▶ What is needed:
Reproduce each entry below exactly as it appears.
------------------------------------------------------------
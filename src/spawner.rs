//! Periodic coin spawning
//!
//! A timer thread wakes every interval (wall clock, independent of the
//! tick rate) and sends a batch of coins to the loop thread over a channel.
//! The loop thread is the only one that ever touches the coin list.

use std::io;
use std::sync::Arc;
use std::sync::atomic::{AtomicBool, AtomicU32, Ordering};
use std::sync::mpsc::{self, RecvTimeoutError, Sender, SyncSender};
use std::thread::{self, JoinHandle};
use std::time::Duration;

use rand_pcg::Pcg32;

use crate::consts::*;
use crate::sim::{Coin, RangeRng, Viewport};

/// Coins produced by one timer firing
#[derive(Debug, Clone)]
pub struct CoinBatch {
    /// Session generation the spawner was started for
    pub generation: u64,
    pub coins: Vec<Coin>,
}

/// Generate 1-4 coins above the visible area.
///
/// x is in `[0, width - 100)`, y in `[-height, -100)`.
pub fn spawn_batch(rng: &mut impl RangeRng, viewport: Viewport) -> Vec<Coin> {
    let count = rng.uniform(SPAWN_MIN_COINS, SPAWN_MAX_COINS);
    let width = viewport.width_i32();
    let height = viewport.height_i32();
    (0..count)
        .map(|_| {
            let x = rng.span(0, width - COIN_SPAWN_MARGIN);
            let y = rng.span(-height, -COIN_SPAWN_MARGIN);
            Coin::new(x as f32, y as f32)
        })
        .collect()
}

/// State the spawner reads at fire time, published by the loop thread
#[derive(Debug)]
pub struct SpawnContext {
    game_over: AtomicBool,
    width: AtomicU32,
    height: AtomicU32,
}

impl SpawnContext {
    pub fn new(viewport: Viewport) -> Self {
        Self {
            game_over: AtomicBool::new(false),
            width: AtomicU32::new(viewport.width),
            height: AtomicU32::new(viewport.height),
        }
    }

    pub fn set_game_over(&self, game_over: bool) {
        self.game_over.store(game_over, Ordering::Release);
    }

    pub fn is_game_over(&self) -> bool {
        self.game_over.load(Ordering::Acquire)
    }

    pub fn set_viewport(&self, viewport: Viewport) {
        self.width.store(viewport.width, Ordering::Release);
        self.height.store(viewport.height, Ordering::Release);
    }

    pub fn viewport(&self) -> Viewport {
        Viewport::new(
            self.width.load(Ordering::Acquire),
            self.height.load(Ordering::Acquire),
        )
    }
}

/// Handle to a running spawner timer. Cancelled on drop.
pub struct Spawner {
    generation: u64,
    cancel: Option<SyncSender<()>>,
    handle: Option<JoinHandle<()>>,
}

impl Spawner {
    /// Arm the timer. The first batch arrives one full interval from now.
    pub fn start(
        generation: u64,
        interval: Duration,
        ctx: Arc<SpawnContext>,
        mut rng: Pcg32,
        out: Sender<CoinBatch>,
    ) -> io::Result<Self> {
        let (cancel_tx, cancel_rx) = mpsc::sync_channel::<()>(1);

        let handle = thread::Builder::new()
            .name(format!("coin-spawner-{generation}"))
            .spawn(move || {
                loop {
                    match cancel_rx.recv_timeout(interval) {
                        Err(RecvTimeoutError::Timeout) => {}
                        Ok(()) | Err(RecvTimeoutError::Disconnected) => break,
                    }

                    // Checked when the timer fires, not ahead of time
                    if ctx.is_game_over() {
                        log::debug!("Spawner {generation}: game over, stopping");
                        break;
                    }

                    let coins = spawn_batch(&mut rng, ctx.viewport());
                    log::debug!("Spawner {generation}: {} coins", coins.len());
                    if out.send(CoinBatch { generation, coins }).is_err() {
                        break;
                    }
                }
            })?;

        Ok(Self {
            generation,
            cancel: Some(cancel_tx),
            handle: Some(handle),
        })
    }

    /// True once the timer thread has exited (cancelled or self-stopped)
    pub fn is_finished(&self) -> bool {
        self.handle.as_ref().is_none_or(|h| h.is_finished())
    }

    /// Stop the timer and wait for its thread. Idempotent.
    pub fn cancel(&mut self) {
        if let Some(cancel) = self.cancel.take() {
            // Full or disconnected both mean the thread is already on its way out
            let _ = cancel.try_send(());
        }
        if let Some(handle) = self.handle.take() {
            if handle.join().is_err() {
                log::warn!("Spawner {} thread panicked", self.generation);
            }
        }
    }
}

impl Drop for Spawner {
    fn drop(&mut self) {
        self.cancel();
    }
}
------------------------------------------------------------
▶ Answer box:
filename src/spawner.rs
//! Periodic coin spawning
//!
//! A timer thread wakes every interval (wall clock, independent of the
//! tick rate) and sends a batch of coins to the loop thread over a channel.
//! The loop thread is the only one that ever touches the coin list.

use std::io;
use std::sync::Arc;
use std::sync::atomic::{AtomicBool, AtomicU32, Ordering};
use std::sync::mpsc::{self, RecvTimeoutError, Sender, SyncSender};
use std::thread::{self, JoinHandle};
use std::time::Duration;

use rand_pcg::Pcg32;

use crate::consts::*;
use crate::sim::{Coin, RangeRng, Viewport};

/// Coins produced by one timer firing
#[derive(Debug, Clone)]
pub struct CoinBatch {
    /// Session generation the spawner was started for
    pub generation: u64,
    pub coins: Vec<Coin>,
}

/// Generate 1-4 coins above the visible area.
///
/// x is in `[0, width - 100)`, y in `[-height, -100)`.
pub fn spawn_batch(rng: &mut impl RangeRng, viewport: Viewport) -> Vec<Coin> {
    let count = rng.uniform(SPAWN_MIN_COINS, SPAWN_MAX_COINS);
    let width = viewport.width_i32();
    let height = viewport.height_i32();
    (0..count)
        .map(|_| {
            let x = rng.span(0, width - COIN_SPAWN_MARGIN);
            let y = rng.span(-height, -COIN_SPAWN_MARGIN);
            Coin::new(x as f32, y as f32)
        })
        .collect()
}

/// State the spawner reads at fire time, published by the loop thread
#[derive(Debug)]
pub struct SpawnContext {
    game_over: AtomicBool,
    width: AtomicU32,
    height: AtomicU32,
}

impl SpawnContext {
    pub fn new(viewport: Viewport) -> Self {
        Self {
            game_over: AtomicBool::new(false),
            width: AtomicU32::new(viewport.width),
            height: AtomicU32::new(viewport.height),
        }
    }

    pub fn set_game_over(&self, game_over: bool) {
        self.game_over.store(game_over, Ordering::Release);
    }

    pub fn is_game_over(&self) -> bool {
        self.game_over.load(Ordering::Acquire)
    }

    pub fn set_viewport(&self, viewport: Viewport) {
        self.width.store(viewport.width, Ordering::Release);
        self.height.store(viewport.height, Ordering::Release);
    }

    pub fn viewport(&self) -> Viewport {
        Viewport::new(
            self.width.load(Ordering::Acquire),
            self.height.load(Ordering::Acquire),
        )
    }
}

/// Handle to a running spawner timer. Cancelled on drop.
pub struct Spawner {
    generation: u64,
    cancel: Option<SyncSender<()>>,
    handle: Option<JoinHandle<()>>,
}

impl Spawner {
    /// Arm the timer. The first batch arrives one full interval from now.
    pub fn start(
        generation: u64,
        interval: Duration,
        ctx: Arc<SpawnContext>,
        mut rng: Pcg32,
        out: Sender<CoinBatch>,
    ) -> io::Result<Self> {
        let (cancel_tx, cancel_rx) = mpsc::sync_channel::<()>(1);

        let handle = thread::Builder::new()
            .name(format!("coin-spawner-{generation}"))
            .spawn(move || {
                loop {
                    match cancel_rx.recv_timeout(interval) {
                        Err(RecvTimeoutError::Timeout) => {}
                        Ok(()) | Err(RecvTimeoutError::Disconnected) => break,
                    }

                    // Checked when the timer fires, not ahead of time
                    if ctx.is_game_over() {
                        log::debug!("Spawner {generation}: game over, stopping");
                        break;
                    }

                    let coins = spawn_batch(&mut rng, ctx.viewport());
                    log::debug!("Spawner {generation}: {} coins", coins.len());
                    if out.send(CoinBatch { generation, coins }).is_err() {
                        break;
                    }
                }
            })?;

        Ok(Self {
            generation,
            cancel: Some(cancel_tx),
            handle: Some(handle),
        })
    }

    /// True once the timer thread has exited (cancelled or self-stopped)
    pub fn is_finished(&self) -> bool {
        self.handle.as_ref().is_none_or(|h| h.is_finished())
    }

    /// Stop the timer and wait for its thread. Idempotent.
    pub fn cancel(&mut self) {
        if let Some(cancel) = self.cancel.take() {
            // Full or disconnected both mean the thread is already on its way out
            let _ = cancel.try_send(());
        }
        if let Some(handle) = self.handle.take() {
            if handle.join().is_err() {
                log::warn!("Spawner {} thread panicked", self.generation);
            }
        }
    }
}

impl Drop for Spawner {
    fn drop(&mut self) {
        self.cancel();
    }
}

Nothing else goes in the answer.